Zambijczycy kochają przysłowia. Znają ich
mnóstwo. Mają też piosenki, których głębokie przesłanie ukryte jest za prostym
tekstem.
Ale i w Polsce przysłów nie brakuje. Na
przykład:
Uderz w stół, a nożyce się odezwą.
I tak, po moim pierwszym wpisie odezwała się
Marlena. Rozwinęła temat Salamandry; (…) o Salamandrze wyczytałam dokładnie tu:
(ostatni akapit pierwszego postu)
Marlena podała też kolejną ciekawostkę,
mianowicie: Znalazłam też, że na Jamajce jest "ptak Jezusa"

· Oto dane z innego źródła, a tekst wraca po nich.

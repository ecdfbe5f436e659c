// Copyright (C) 2026 Fred Clausen
// Use of this source code is governed by an MIT-style
// license that can be found in the LICENSE file or at
// https://opensource.org/licenses/MIT.

//! Database backend-specific code.
//!
//! This module isolates backend-specific initialization, migration,
//! and helper functions that cannot be expressed in Diesel DSL
//! (PRAGMA statements, `last_insert_rowid()`).
//!
//! All domain queries and mutations live in `queries/` and `mutations/`.

pub mod sqlite;

use diesel::{Connection, SqliteConnection};

use crate::error::PersistenceError;

/// Trait for backend-specific operations.
///
/// Query and mutation functions call these through the connection so that
/// raw SQL stays confined to this module.
pub trait PersistenceBackend: Connection {
    /// Retrieves the last inserted row ID.
    ///
    /// # Errors
    ///
    /// Returns an error if the query fails.
    fn get_last_insert_rowid(&mut self) -> Result<i64, PersistenceError>;

    /// Verifies that foreign key enforcement is enabled.
    ///
    /// # Errors
    ///
    /// Returns an error if foreign key enforcement is not enabled.
    fn verify_foreign_key_enforcement(&mut self) -> Result<(), PersistenceError>;
}

impl PersistenceBackend for SqliteConnection {
    fn get_last_insert_rowid(&mut self) -> Result<i64, PersistenceError> {
        sqlite::get_last_insert_rowid(self)
    }

    fn verify_foreign_key_enforcement(&mut self) -> Result<(), PersistenceError> {
        sqlite::verify_foreign_key_enforcement(self)
    }
}
// Copyright (C) 2026 Fred Clausen
// Use of this source code is governed by an MIT-style
// license that can be found in the LICENSE file or at
// https://opensource.org/licenses/MIT.

//! Caller identity and role-based authorization.
//!
//! Callers are identified upstream of this crate. The API layer only decides
//! what an identified caller may do.

use std::str::FromStr;

use reserva_domain::OwnerScope;

use crate::error::AuthError;

/// Caller roles for authorization.
#[derive(Debug, Clone, Copy, PartialEq, Eq)]
pub enum Role {
    /// Back-office staff: sees and manages every reservation, changes
    /// booking settings, marks reservations completed, and hard-deletes.
    Admin,
    /// Call-centre staff: books on behalf of customers identified by phone.
    Agent,
    /// A customer: sees and manages only their own reservations.
    User,
}

impl Role {
    /// Converts this role to its wire string.
    #[must_use]
    pub const fn as_str(&self) -> &'static str {
        match self {
            Self::Admin => "admin",
            Self::Agent => "agent",
            Self::User => "user",
        }
    }
}

impl FromStr for Role {
    type Err = AuthError;

    fn from_str(s: &str) -> Result<Self, Self::Err> {
        match s.trim().to_lowercase().as_str() {
            "admin" => Ok(Self::Admin),
            "agent" => Ok(Self::Agent),
            "user" => Ok(Self::User),
            _ => Err(AuthError::Unauthenticated {
                reason: format!("Unknown role '{s}'. Must be admin, agent, or user"),
            }),
        }
    }
}

/// An identified caller with an associated role.
#[derive(Debug, Clone, Copy, PartialEq, Eq)]
pub struct AuthenticatedCaller {
    /// The caller's user ID.
    pub user_id: i64,
    /// The caller's role.
    pub role: Role,
}

impl AuthenticatedCaller {
    /// Creates a new authenticated caller.
    #[must_use]
    pub const fn new(user_id: i64, role: Role) -> Self {
        Self { user_id, role }
    }

    /// Which reservations this caller may see.
    ///
    /// Only admins see the whole ledger; agents and users see their own.
    #[must_use]
    pub const fn scope(&self) -> OwnerScope {
        match self.role {
            Role::Admin => OwnerScope::Admin,
            Role::Agent | Role::User => OwnerScope::Owner(self.user_id),
        }
    }
}

/// Authorization service for enforcing role-based access control.
pub struct AuthorizationService;

impl AuthorizationService {
    /// Checks if a caller may change booking settings.
    ///
    /// # Errors
    ///
    /// Returns an error if the caller is not an admin.
    pub fn authorize_manage_settings(caller: &AuthenticatedCaller) -> Result<(), AuthError> {
        Self::require_admin(caller, "change booking settings")
    }

    /// Checks if a caller may use the admin back-office operations.
    ///
    /// # Errors
    ///
    /// Returns an error if the caller is not an admin.
    pub fn authorize_admin_bookings(caller: &AuthenticatedCaller) -> Result<(), AuthError> {
        Self::require_admin(caller, "manage bookings")
    }

    /// Checks if a caller may book on behalf of a customer by phone.
    ///
    /// # Errors
    ///
    /// Returns an error if the caller is neither an agent nor an admin.
    pub fn authorize_agent_booking(caller: &AuthenticatedCaller) -> Result<(), AuthError> {
        match caller.role {
            Role::Admin | Role::Agent => Ok(()),
            Role::User => Err(AuthError::Forbidden {
                action: String::from("book on behalf of a customer"),
                required_role: String::from("agent"),
            }),
        }
    }

    fn require_admin(caller: &AuthenticatedCaller, action: &str) -> Result<(), AuthError> {
        match caller.role {
            Role::Admin => Ok(()),
            Role::Agent | Role::User => Err(AuthError::Forbidden {
                action: action.to_string(),
                required_role: String::from("admin"),
            }),
        }
    }
}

Poniżej zamieszczam oba teksty, ale tak przy
okazji – przepraszam wszystkich, którzy wpisywali się w Księgę Gości na mojej
stronie www i czekali na odpowiedź. Oczywiście dziękuję każdemu, kto tam się
wpisał, ale chyba nigdy nie ogłosiłem, że nie koresponduje na stronce. Za to
zawsze odpowiadam na email…
"Długoszpon żółtoczelny (Jacana spinosa), osobliwy ptak siewkowy, przypominający raczej
naszą łyskę lub kokoszkę, tyle że o palcach tak długich, iż umożliwiają
chodzenie po pływających liściach roślin wodnych. Ta umiejętność „chodzenia po
wodzie” stała się przyczyną, dla której długoszpon na karaibskiej Jamajce
nazywany jest „ptakiem Jezusa”.
Ostatnim chyba
polskim piratem na Morzu Karaibskim był Józef Olszewski, wśród pirackich braci
z polska nazwany "Józiem", jeden z dziewięcioroga dzieci ubogiego
szlachcica zagrodowego, któremu za ciasno się zrobiło w rodzinnych stronach na
Mazowszu. Około 1850 roku popłynął on z flisakami do Gdańska, a stamtąd z
Holendrami "do Zachodnich Indiów". Trafił wkrótce na niewielki, ale
szybki i sprawny żaglowiec "Salamandra", szmuglujący niewolników z
Afryki na karaibskie plantacje kolonialne. Gdy jednak odziedziczył okręt i
bogactwa swojego kapitana, w Vera Cruz odpowiednio wyekwipował go, a następnie
napadał i rabował statki różnych bander przepływających w pobliżu Kuby, Jamajki
i Haiti. Pod koniec XIX wieku jego rozliczne przygody pod piracką flagą
opublikował warszawski tygodnik "Wędrowiec".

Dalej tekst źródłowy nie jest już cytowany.